Work order: Transcribe the records underneath word for word, and leave no line out.

Available records:
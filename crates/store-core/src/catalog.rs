//! # Product Catalog
//!
//! The `ProductRepository` trait is the injected persistence capability
//! for the catalog. Handlers and the storefront compose against this
//! trait, never against a concrete store.
//!
//! `ProductCatalog` is the serializable seed format, loaded from
//! `config/products.toml` at startup.

use crate::error::StoreResult;
use crate::product::Product;
use async_trait::async_trait;
use serde::{Deserialize, Serialize};
use std::sync::Arc;

/// Persistence capability for the product catalog.
///
/// `create` returns the stored product (the implementation may assign
/// the id and timestamps). `update` and `delete` fail with
/// `StoreError::ProductNotFound` for unknown ids.
#[async_trait]
pub trait ProductRepository: Send + Sync {
    /// Fetch a single product by id
    async fn get(&self, id: &str) -> StoreResult<Option<Product>>;

    /// List all products
    async fn list(&self) -> StoreResult<Vec<Product>>;

    /// Store a new product
    async fn create(&self, product: Product) -> StoreResult<Product>;

    /// Replace fields of an existing product
    async fn update(&self, id: &str, product: Product) -> StoreResult<Product>;

    /// Remove a product
    async fn delete(&self, id: &str) -> StoreResult<()>;
}

/// Type alias for a shared repository (dynamic dispatch)
pub type BoxedProductRepository = Arc<dyn ProductRepository>;

/// Seed catalog (loaded from config)
#[derive(Debug, Clone, Default, Serialize, Deserialize)]
pub struct ProductCatalog {
    pub products: Vec<Product>,
}

impl ProductCatalog {
    /// Create an empty catalog
    pub fn new() -> Self {
        Self {
            products: Vec::new(),
        }
    }

    /// Add a product to the catalog
    pub fn add(&mut self, product: Product) {
        self.products.push(product);
    }

    /// Find a product by ID
    pub fn get(&self, id: &str) -> Option<&Product> {
        self.products.iter().find(|p| p.id == id)
    }

    /// Get all active products
    pub fn active_products(&self) -> impl Iterator<Item = &Product> {
        self.products.iter().filter(|p| p.active)
    }

    /// Load catalog from a TOML string
    pub fn from_toml(toml_str: &str) -> Result<Self, toml::de::Error> {
        toml::from_str(toml_str)
    }
}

Solution for this problem:
filename crates/store-core/src/catalog.rs
//! # Product Catalog
//!
//! The `ProductRepository` trait is the injected persistence capability
//! for the catalog. Handlers and the storefront compose against this
//! trait, never against a concrete store.
//!
//! `ProductCatalog` is the serializable seed format, loaded from
//! `config/products.toml` at startup.

use crate::error::StoreResult;
use crate::product::Product;
use async_trait::async_trait;
use serde::{Deserialize, Serialize};
use std::sync::Arc;

/// Persistence capability for the product catalog.
///
/// `create` returns the stored product (the implementation may assign
/// the id and timestamps). `update` and `delete` fail with
/// `StoreError::ProductNotFound` for unknown ids.
#[async_trait]
pub trait ProductRepository: Send + Sync {
    /// Fetch a single product by id
    async fn get(&self, id: &str) -> StoreResult<Option<Product>>;

    /// List all products
    async fn list(&self) -> StoreResult<Vec<Product>>;

    /// Store a new product
    async fn create(&self, product: Product) -> StoreResult<Product>;

    /// Replace fields of an existing product
    async fn update(&self, id: &str, product: Product) -> StoreResult<Product>;

    /// Remove a product
    async fn delete(&self, id: &str) -> StoreResult<()>;
}

/// Type alias for a shared repository (dynamic dispatch)
pub type BoxedProductRepository = Arc<dyn ProductRepository>;

/// Seed catalog (loaded from config)
#[derive(Debug, Clone, Default, Serialize, Deserialize)]
pub struct ProductCatalog {
    pub products: Vec<Product>,
}

impl ProductCatalog {
    /// Create an empty catalog
    pub fn new() -> Self {
        Self {
            products: Vec::new(),
        }
    }

    /// Add a product to the catalog
    pub fn add(&mut self, product: Product) {
        self.products.push(product);
    }

    /// Find a product by ID
    pub fn get(&self, id: &str) -> Option<&Product> {
        self.products.iter().find(|p| p.id == id)
    }

    /// Get all active products
    pub fn active_products(&self) -> impl Iterator<Item = &Product> {
        self.products.iter().filter(|p| p.active)
    }

    /// Load catalog from a TOML string
    pub fn from_toml(toml_str: &str) -> Result<Self, toml::de::Error> {
        toml::from_str(toml_str)
    }
}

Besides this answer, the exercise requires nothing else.